Di sisi lain, utilisasi galangan kapal nasional rata-rata hanya 30 persen dari kapasitas bangun baru yang sekitar 1,2 juta DWT atau 8,5 juta GT.

Eddy menilai ketergantungan terhadap impor ini tidak lepas dari pembiayaan bank asing yang menarik dengan bunga single digit dan jangka pengembalian pinjaman yang panjang sehingga pelayaran lebih berminat membeli kapal bekas dari negara lain atau membangun kapal di luar negeri.

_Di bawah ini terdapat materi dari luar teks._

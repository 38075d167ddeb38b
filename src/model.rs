//! Immutable discrete HMM parameters.
//!
//! A [`Model`] owns the ordered hidden-state set, the observation vocabulary,
//! the transition rows (one per state plus the virtual START origin) and the
//! emission rows. It is validated once at construction and never mutated, so
//! one instance can serve any number of queries, including concurrent ones.

use std::collections::HashMap;

use tracing::debug;

use crate::error::{HmmError, Result};
use crate::utils::{ordered_sum, sums_to_one, ROW_SUM_TOLERANCE};

/// Index of a hidden state in the model's state order.
pub type StateId = usize;

/// An observation value. Symbols are labels, not indices into the vocabulary.
pub type Symbol = i32;

/// Source of a transition: a real state or the virtual START.
#[derive(Clone, Copy, Debug, PartialEq, Eq, Hash)]
pub enum Origin {
    Start,
    State(StateId),
}

/// Hidden Markov Model with discrete states and emissions.
#[derive(Clone, Debug)]
pub struct Model {
    states: Vec<String>,
    vocabulary: Vec<Symbol>,
    symbol_index: HashMap<Symbol, usize>,
    /// P(state_j | START) [j]
    start: Vec<f64>,
    /// P(state_j | state_i), row-major [i * n + j]
    transition: Vec<f64>,
    /// P(symbol_k | state_j), row-major [j * v + k]
    emission: Vec<f64>,
}

impl Model {
    /// Build a model from dense rows.
    ///
    /// `transition[i][j]` is the probability of moving from state `i` to
    /// state `j`, `emission[j][k]` the probability that state `j` emits
    /// `vocabulary[k]`.
    ///
    /// # Errors
    /// [`HmmError::InvalidModel`] if the state set or vocabulary is empty or
    /// contains duplicates, a row has the wrong length, an entry is not a
    /// probability, or a row does not sum to one within 1e-9.
    pub fn new(
        states: Vec<String>,
        vocabulary: Vec<Symbol>,
        start: Vec<f64>,
        transition: Vec<Vec<f64>>,
        emission: Vec<Vec<f64>>,
    ) -> Result<Self> {
        let n = states.len();
        let v = vocabulary.len();
        if n == 0 {
            return Err(HmmError::invalid_model("model has no hidden states"));
        }
        if v == 0 {
            return Err(HmmError::invalid_model("model has an empty vocabulary"));
        }
        for (i, label) in states.iter().enumerate() {
            if states[..i].contains(label) {
                return Err(HmmError::invalid_model(format!(
                    "duplicate state label {label:?}"
                )));
            }
        }
        let mut symbol_index = HashMap::with_capacity(v);
        for (k, &symbol) in vocabulary.iter().enumerate() {
            if symbol_index.insert(symbol, k).is_some() {
                return Err(HmmError::invalid_model(format!(
                    "duplicate vocabulary symbol {symbol}"
                )));
            }
        }

        check_row("START", &start, n)?;
        if transition.len() != n {
            return Err(HmmError::invalid_model(format!(
                "transition matrix has {} rows, expected {n}",
                transition.len()
            )));
        }
        if emission.len() != n {
            return Err(HmmError::invalid_model(format!(
                "emission matrix has {} rows, expected {n}",
                emission.len()
            )));
        }
        for (label, row) in states.iter().zip(&transition) {
            check_row(&format!("transition {label}"), row, n)?;
        }
        for (label, row) in states.iter().zip(&emission) {
            check_row(&format!("emission {label}"), row, v)?;
        }

        debug!(n_states = n, n_symbols = v, "model validated");

        Ok(Self {
            states,
            vocabulary,
            symbol_index,
            start,
            transition: transition.into_iter().flatten().collect(),
            emission: emission.into_iter().flatten().collect(),
        })
    }

    /// State labels in iteration (tie-break) order.
    pub fn states(&self) -> &[String] {
        &self.states
    }

    /// Vocabulary in declaration order.
    pub fn vocabulary(&self) -> &[Symbol] {
        &self.vocabulary
    }

    /// Number of hidden states N.
    #[inline]
    pub fn n_states(&self) -> usize {
        self.states.len()
    }

    /// Number of observable symbols V.
    #[inline]
    pub fn n_symbols(&self) -> usize {
        self.vocabulary.len()
    }

    pub fn state_index(&self, label: &str) -> Option<StateId> {
        self.states.iter().position(|s| s == label)
    }

    pub fn symbol_index(&self, symbol: Symbol) -> Option<usize> {
        self.symbol_index.get(&symbol).copied()
    }

    /// Label of a state.
    ///
    /// # Panics
    /// Panics if `state >= n_states()`.
    pub fn label(&self, state: StateId) -> &str {
        &self.states[state]
    }

    /// Map a decoded path to its state labels.
    pub fn labels(&self, path: &[StateId]) -> Vec<&str> {
        path.iter().map(|&s| self.label(s)).collect()
    }

    /// Transition probability from `origin` to `destination`.
    ///
    /// # Panics
    /// Panics if either state index is out of range.
    #[inline]
    pub fn transition(&self, origin: Origin, destination: StateId) -> f64 {
        match origin {
            Origin::Start => self.start[destination],
            Origin::State(i) => self.transition_at(i, destination),
        }
    }

    /// Emission probability of `symbol` from `state`.
    ///
    /// # Errors
    /// [`HmmError::UnknownSymbol`] if `symbol` is not in the vocabulary.
    ///
    /// # Panics
    /// Panics if `state >= n_states()`.
    pub fn emission(&self, state: StateId, symbol: Symbol) -> Result<f64> {
        let k = self
            .symbol_index(symbol)
            .ok_or(HmmError::UnknownSymbol { symbol })?;
        Ok(self.emission_at(state, k))
    }

    /// Translate observations into vocabulary indices.
    ///
    /// This is the single validation point for a query: everything past it
    /// works on indices that are known to be in range.
    pub fn encode(&self, observations: &[Symbol]) -> Result<Vec<usize>> {
        if observations.is_empty() {
            return Err(HmmError::EmptySequence);
        }
        observations
            .iter()
            .enumerate()
            .map(|(t, &symbol)| {
                self.symbol_index(symbol).ok_or_else(|| {
                    debug!(t, symbol, "observation outside vocabulary");
                    HmmError::UnknownSymbol { symbol }
                })
            })
            .collect()
    }

    #[inline]
    pub(crate) fn start_at(&self, j: StateId) -> f64 {
        self.start[j]
    }

    #[inline]
    pub(crate) fn transition_at(&self, i: StateId, j: StateId) -> f64 {
        self.transition[i * self.n_states() + j]
    }

    #[inline]
    pub(crate) fn emission_at(&self, j: StateId, k: usize) -> f64 {
        self.emission[j * self.n_symbols() + k]
    }
}

fn check_row(name: &str, row: &[f64], expected_len: usize) -> Result<()> {
    if row.len() != expected_len {
        return Err(HmmError::invalid_model(format!(
            "{name} row has {} entries, expected {expected_len}",
            row.len()
        )));
    }
    if let Some(p) = row.iter().find(|p| !(0.0..=1.0).contains(*p)) {
        return Err(HmmError::invalid_model(format!(
            "{name} row contains {p}, which is not a probability"
        )));
    }
    if !sums_to_one(row) {
        return Err(HmmError::invalid_model(format!(
            "{name} row sums to {}, expected 1 within {ROW_SUM_TOLERANCE:e}",
            ordered_sum(row)
        )));
    }
    Ok(())
}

"Selain pembangunan kapal oleh pemerintah dan BUMN, kami melihat potensi pembangunan kapal oleh swasta besar sekali. Tetapi, swasta akan beralih membangun kapal di dalam negeri kalau ada insentif pembiayaan," katanya dalam seminar yang mengupas pembiayaan industri maritim, Rabu (17/7/2019).

Eddy menilai jangka waktu kredit pembelian kapal di Indonesia hanya 5 tahun-7 tahun, padahal belanja satu kapal bisa bermiliar-miliar. Iperindo mengusulkan tenor kredit bisa diperpanjang hingga 15-20 tahun, seperti di negara lain, misalnya China.

Iperindo pun mengusulkan agar bunga kredit diturunkan dari saat ini 12 persen menjadi sekitar 7 persen. 

Dengan pelonggaran pembiayaan ini, Eddy yakin kapasitas industri galangan kapal dalam negeri akan terisi. Pada saat yang sama, industri komponen kapal akan tumbuh lebih tinggi. "Multiplier effect-nya luas. Kami juga bisa mengurangi defisit transaksi berjalan," katanya. 

Berdasarkan data Kementerian Perindustrian, Indonesia mengekspor kapal US$150 juta, tetapi impornya mencapai US$1,05 miliar. Akibatnya, neraca perdagangan kapal defisit US$900 juta.